Wheels were of cast iron, sometimes wooden artillery or cart wheels for early examples. Fowler, builders of ploughing engines, built riveted steel-spoked wheels, as for the engines themselves. Their large vans differed distinctively from other makers in numerous details: side doors rather than rear, horizontal panelling and also common use of a clerestory window above. Later vans, from around 1900, carried solid rubber tyres. Modern examples have sometimes been refitted with pneumatic tyres. Living vans for steam roller gangs on road construction began using pneumatic tyres in the 1930s, to avoid damage to newly-laid asphalt.

Living vans often included a coal stove for heating and cooking, depending on the seasonal nature of their work. Otherwise a paraffin stove would be used for cooking.

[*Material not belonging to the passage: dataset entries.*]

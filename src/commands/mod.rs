pub mod queue;

use crate::errors::Result;
use crate::models::ReleaseCache;
use crate::services::model::LauncherModel;

pub use queue::{run_worker, CommandQueue, CommandTarget, QueuedCommand};

/// State-mutating work that must run on the single command worker.
#[derive(Clone, Debug, PartialEq, Eq)]
pub enum Command {
    ResetCache,
    ResetSettings,
    SaveSettings,
    TranslateChangelog {
        text: String,
        target_language: String,
    },
}

impl Command {
    pub fn name(&self) -> &'static str {
        match self {
            Command::ResetCache => "reset_cache",
            Command::ResetSettings => "reset_settings",
            Command::SaveSettings => "save_settings",
            Command::TranslateChangelog { .. } => "translate_changelog",
        }
    }

    pub async fn execute(self, model: &LauncherModel) -> Result<()> {
        match self {
            Command::ResetCache => {
                model.cache_store().replace(ReleaseCache::default());
                model.cache_store().save()?;
                model.signal_refresh_reset();
                model.notify_ui();
            }
            Command::ResetSettings => {
                let settings = model.settings_store();
                settings.update(|current| *current = current.reset_preferences());
                settings.save()?;
                model.notify_ui();
            }
            Command::SaveSettings => {
                model.settings_store().save()?;
            }
            Command::TranslateChangelog {
                text,
                target_language,
            } => {
                let translated = model.translator().translate(&text, &target_language).await?;
                model
                    .cache_store()
                    .update(|cache| cache.translated_changelog = Some(translated));
                model.notify_ui();
            }
        }
        Ok(())
    }
}
use std::fs;
use std::path::Path;

use once_cell::sync::OnceCell;
use tracing_appender::non_blocking::WorkerGuard;
use tracing_subscriber::fmt::writer::MakeWriterExt;
use tracing_subscriber::fmt::Subscriber;
use tracing_subscriber::EnvFilter;

use crate::errors::{LauncherError, Result};

pub const LOG_FILE_NAME: &str = "launcher-sync.log";

static LOG_GUARD: OnceCell<WorkerGuard> = OnceCell::new();

/// Installs the global subscriber. `RUST_LOG` overrides `default_filter`.
pub fn init(log_dir: &Path, default_filter: &str) -> Result<()> {
    if LOG_GUARD.get().is_some() {
        return Err(LauncherError::Config("logging already initialized".to_string()));
    }
    fs::create_dir_all(log_dir)?;

    let file_appender = tracing_appender::rolling::daily(log_dir, LOG_FILE_NAME);
    let (non_blocking, guard) = tracing_appender::non_blocking(file_appender);
    let _ = LOG_GUARD.set(guard);

    let filter = EnvFilter::try_from_default_env()
        .or_else(|_| EnvFilter::try_new(default_filter))
        .unwrap_or_else(|_| EnvFilter::new("info"));

    let builder = Subscriber::builder()
        .with_env_filter(filter)
        .with_file(true)
        .with_line_number(true);

    let result = if cfg!(debug_assertions) {
        tracing::subscriber::set_global_default(
            builder
                .with_writer(non_blocking.and(std::io::stderr))
                .finish(),
        )
    } else {
        tracing::subscriber::set_global_default(
            builder.with_writer(non_blocking).with_ansi(false).finish(),
        )
    };
    result.map_err(|err| LauncherError::Config(err.to_string()))?;

    tracing::info!(
        "logging to {} (default filter {})",
        log_dir.join(LOG_FILE_NAME).display(),
        default_filter
    );
    Ok(())
}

Unlike railway locomotives, the engine's own firebox was rarely used for cooking 'on the shovel' as it was too cramped and also provided no way to make a first cup of tea in the morning, before lighting up.

== Showman's wagons ==
Agricultural living vans were plain, even when occupied by owner drivers. In contrast, showmen became known for their opulent and beautifully decorated wagons. These were distinguished by cut glass windows, lace curtains and even more engraved glass inside fronting display cabinets for china, ideally Royal Crown Derby.

Showman's wagons are sought after today and are still used by new circus families.